BEGIN

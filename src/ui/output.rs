use crate::error::{TagCsvError, UserFriendlyError};
use crate::extractor::{JobOutcome, JobState};
use crate::service::ConversionResult;
use console::{style, Emoji, Term};
use serde_json;
use std::time::Duration;

use super::progress::format_duration;

#[derive(Debug, Clone, Copy, PartialEq)]
pub enum OutputMode {
    Human,
    Json,
    Plain,
}

impl OutputMode {
    pub fn from_string(s: &str) -> Self {
        match s.to_lowercase().as_str() {
            "json" => OutputMode::Json,
            "plain" => OutputMode::Plain,
            _ => OutputMode::Human,
        }
    }
}

// Emojis with text fallbacks
static CHECKMARK: Emoji = Emoji("✅ ", "✓ ");
static CROSS: Emoji = Emoji("❌ ", "✗ ");
static INFO: Emoji = Emoji("ℹ️  ", "i ");
static WARNING: Emoji = Emoji("⚠️  ", "! ");
static ROCKET: Emoji = Emoji("🚀 ", "> ");
static SPARKLES: Emoji = Emoji("✨ ", "* ");

pub struct OutputFormatter {
    mode: OutputMode,
    use_colors: bool,
    verbose_level: u8,
    quiet: bool,
}

impl OutputFormatter {
    pub fn new(mode: OutputMode, verbose: u8, quiet: bool) -> Self {
        let use_colors = match mode {
            OutputMode::Human => Term::stdout().features().colors_supported() && !quiet,
            _ => false,
        };

        Self {
            mode,
            use_colors,
            verbose_level: if quiet { 0 } else { verbose },
            quiet,
        }
    }

    pub fn mode(&self) -> OutputMode {
        self.mode
    }

    pub fn success(&self, message: &str) {
        match self.mode {
            OutputMode::Human => self.print_human_message(MessageType::Success, message),
            OutputMode::Json => self.print_json_message("success", message),
            OutputMode::Plain => println!("SUCCESS: {}", message),
        }
    }

    pub fn error(&self, message: &str) {
        match self.mode {
            OutputMode::Human => self.print_human_message(MessageType::Error, message),
            OutputMode::Json => self.print_json_message("error", message),
            OutputMode::Plain => eprintln!("ERROR: {}", message),
        }
    }

    pub fn warning(&self, message: &str) {
        if self.should_show_message(0) {
            match self.mode {
                OutputMode::Human => self.print_human_message(MessageType::Warning, message),
                OutputMode::Json => self.print_json_message("warning", message),
                OutputMode::Plain => println!("WARNING: {}", message),
            }
        }
    }

    pub fn info(&self, message: &str) {
        if self.should_show_message(1) {
            match self.mode {
                OutputMode::Human => self.print_human_message(MessageType::Info, message),
                OutputMode::Json => self.print_json_message("info", message),
                OutputMode::Plain => println!("INFO: {}", message),
            }
        }
    }

    pub fn start_operation(&self, operation: &str) {
        if self.should_show_message(0) {
            match self.mode {
                OutputMode::Human => {
                    if self.use_colors {
                        println!("{}{}", ROCKET, style(operation).bold());
                    } else {
                        println!("> {}", operation);
                    }
                }
                OutputMode::Json => self.print_json_message("operation_start", operation),
                OutputMode::Plain => println!("STARTING: {}", operation),
            }
        }
    }

    pub fn print_user_friendly_error(&self, error: &TagCsvError) {
        self.error(&error.user_message());

        if let Some(suggestion) = error.suggestion() {
            match self.mode {
                OutputMode::Human => {
                    if self.use_colors {
                        eprintln!("{}{}", INFO, style(format!("Suggestion: {}", suggestion)).cyan());
                    } else {
                        eprintln!("Suggestion: {}", suggestion);
                    }
                }
                OutputMode::Json => {
                    self.print_json_object(&serde_json::json!({
                        "type": "suggestion",
                        "message": suggestion
                    }));
                }
                OutputMode::Plain => eprintln!("SUGGESTION: {}", suggestion),
            }
        }
    }

    pub fn print_header(&self, title: &str) {
        if self.quiet {
            return;
        }

        match self.mode {
            OutputMode::Human => {
                println!();
                if self.use_colors {
                    println!("{} {}", SPARKLES, style(title).bold().cyan());
                } else {
                    println!("=== {} ===", title);
                }
                println!();
            }
            OutputMode::Json => {
                self.print_json_object(&serde_json::json!({
                    "type": "header",
                    "title": title
                }));
            }
            OutputMode::Plain => println!("=== {} ===", title),
        }
    }

    pub fn print_separator(&self) {
        if self.quiet {
            return;
        }

        match self.mode {
            OutputMode::Human => {
                if self.use_colors {
                    println!("{}", style("─".repeat(60)).dim());
                } else {
                    println!("{}", "-".repeat(60));
                }
            }
            OutputMode::Plain => println!("{}", "-".repeat(60)),
            OutputMode::Json => {}
        }
    }

    /// Final summary of one conversion. JSON mode always prints, since it
    /// is the machine-readable result.
    pub fn print_conversion_result(&self, result: &ConversionResult, elapsed: Duration) {
        match self.mode {
            OutputMode::Json => self.print_json_result(result, elapsed),
            _ if self.quiet => {}
            OutputMode::Human => self.print_human_result(result, elapsed),
            OutputMode::Plain => self.print_plain_result(result, elapsed),
        }
    }

    fn should_show_message(&self, min_verbose_level: u8) -> bool {
        !self.quiet && self.verbose_level >= min_verbose_level
    }

    fn highlight(&self, value: impl ToString) -> String {
        if self.use_colors {
            style(value.to_string()).cyan().bold().to_string()
        } else {
            value.to_string()
        }
    }

    fn print_human_message(&self, msg_type: MessageType, message: &str) {
        let emoji = match msg_type {
            MessageType::Success => CHECKMARK,
            MessageType::Error => CROSS,
            MessageType::Warning => WARNING,
            MessageType::Info => INFO,
        };

        let line = if self.use_colors {
            let styled = match msg_type {
                MessageType::Success => style(message).green().bold(),
                MessageType::Error => style(message).red().bold(),
                MessageType::Warning => style(message).yellow().bold(),
                MessageType::Info => style(message).cyan(),
            };
            format!("{}{}", emoji, styled)
        } else {
            let prefix = match msg_type {
                MessageType::Success => "✓",
                MessageType::Error => "✗",
                MessageType::Warning => "!",
                MessageType::Info => "i",
            };
            format!("{} {}", prefix, message)
        };

        match msg_type {
            MessageType::Error => eprintln!("{}", line),
            _ => println!("{}", line),
        }
    }

    fn print_json_message(&self, level: &str, message: &str) {
        self.print_json_object(&serde_json::json!({
            "type": "message",
            "level": level,
            "message": message,
            "timestamp": chrono::Utc::now().to_rfc3339()
        }));
    }

    fn print_json_object(&self, obj: &serde_json::Value) {
        println!(
            "{}",
            serde_json::to_string(obj).unwrap_or_else(|_| "{}".to_string())
        );
    }

    fn print_human_result(&self, result: &ConversionResult, elapsed: Duration) {
        println!();
        self.print_separator();

        let headline = if result.cancelled {
            "Conversion cancelled"
        } else if result.is_partial() {
            "Conversion completed with failures"
        } else if result.success {
            "Conversion completed!"
        } else {
            "Conversion failed"
        };

        if self.use_colors {
            let styled = if result.success && !result.is_partial() {
                style(headline).green().bold()
            } else if result.success || result.cancelled {
                style(headline).yellow().bold()
            } else {
                style(headline).red().bold()
            };
            println!("{}", styled);
        } else {
            println!("{}", headline);
        }

        println!();
        println!("  Files extracted: {}", self.highlight(result.processed_count));
        if result.failed_count > 0 {
            println!("  Files failed:    {}", self.highlight(result.failed_count));
        }
        if let Some(ref merge) = result.merge {
            println!("  Rows written:    {}", self.highlight(merge.rows));
            if merge.duplicates_removed > 0 {
                println!("  Duplicates:      {}", merge.duplicates_removed);
            }
        }
        if let Some(ref path) = result.merged_path {
            println!("  Output:          {}", self.highlight(path.display()));
        }
        println!("  Time taken:      {}", self.highlight(format_duration(elapsed)));

        let failures: Vec<&JobOutcome> = result
            .outcomes
            .iter()
            .filter(|o| o.state == JobState::Failed)
            .collect();
        if !failures.is_empty() && self.verbose_level > 0 {
            println!();
            println!("Failed files:");
            for outcome in failures {
                println!(
                    "  - {}: {}",
                    outcome.source_name(),
                    outcome.error.as_deref().unwrap_or("unknown error")
                );
            }
        }

        if !result.success {
            if let Some(ref summary) = result.error_summary {
                println!();
                println!("  {}", summary);
            }
        }

        self.print_separator();
    }

    fn print_json_result(&self, result: &ConversionResult, elapsed: Duration) {
        let summary = serde_json::json!({
            "type": "summary",
            "success": result.success,
            "cancelled": result.cancelled,
            "processed": result.processed_count,
            "failed": result.failed_count,
            "merged_path": result.merged_path,
            "failure": result.failure,
            "error": result.error_summary,
            "duration_ms": elapsed.as_millis(),
            "timestamp": chrono::Utc::now().to_rfc3339()
        });

        println!(
            "{}",
            serde_json::to_string_pretty(&summary).unwrap_or_else(|_| "{}".to_string())
        );
    }

    fn print_plain_result(&self, result: &ConversionResult, elapsed: Duration) {
        let status = if result.cancelled {
            "CANCELLED"
        } else if result.success {
            "COMPLETED"
        } else {
            "FAILED"
        };
        println!("{}: conversion", status);
        println!("Files extracted: {}", result.processed_count);
        println!("Files failed: {}", result.failed_count);
        if let Some(ref path) = result.merged_path {
            println!("Output: {}", path.display());
        }
        if let Some(ref summary) = result.error_summary {
            println!("Error: {}", summary);
        }
        println!("Duration: {:?}", elapsed);
    }
}

#[derive(Debug, Clone, Copy)]
enum MessageType {
    Success,
    Error,
    Warning,
    Info,
}

#[cfg(test)]
mod tests {
    use super::*;

    #[test]
    fn test_output_mode_parsing() {
        assert_eq!(OutputMode::from_string("human"), OutputMode::Human);
        assert_eq!(OutputMode::from_string("JSON"), OutputMode::Json);
        assert_eq!(OutputMode::from_string("plain"), OutputMode::Plain);
        assert_eq!(OutputMode::from_string("invalid"), OutputMode::Human);
    }

    #[test]
    fn test_quiet_mode() {
        let formatter = OutputFormatter::new(OutputMode::Human, 2, true);
        assert_eq!(formatter.verbose_level, 0);
        assert!(!formatter.should_show_message(0));
    }

    #[test]
    fn test_should_show_message() {
        let formatter = OutputFormatter::new(OutputMode::Plain, 1, false);
        assert!(formatter.should_show_message(0));
        assert!(formatter.should_show_message(1));
        assert!(!formatter.should_show_message(2));
        assert!(!formatter.use_colors);
    }

    #[test]
    fn test_print_result_in_every_mode() {
        let result = ConversionResult {
            success: true,
            processed_count: 2,
            failed_count: 1,
            error_summary: Some("1 of 3 files failed to extract".to_string()),
            ..ConversionResult::default()
        };

        for mode in [OutputMode::Human, OutputMode::Json, OutputMode::Plain] {
            OutputFormatter::new(mode, 1, false)
                .print_conversion_result(&result, Duration::from_millis(1500));
        }
    }
}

END

• _Activity_
Where a line in the listing above contains "styled", copy that line.

• _Answer section_
            let styled = match msg_type {
            format!("{}{}", emoji, styled)
            let styled = if result.success && !result.is_partial() {
            println!("{}", styled);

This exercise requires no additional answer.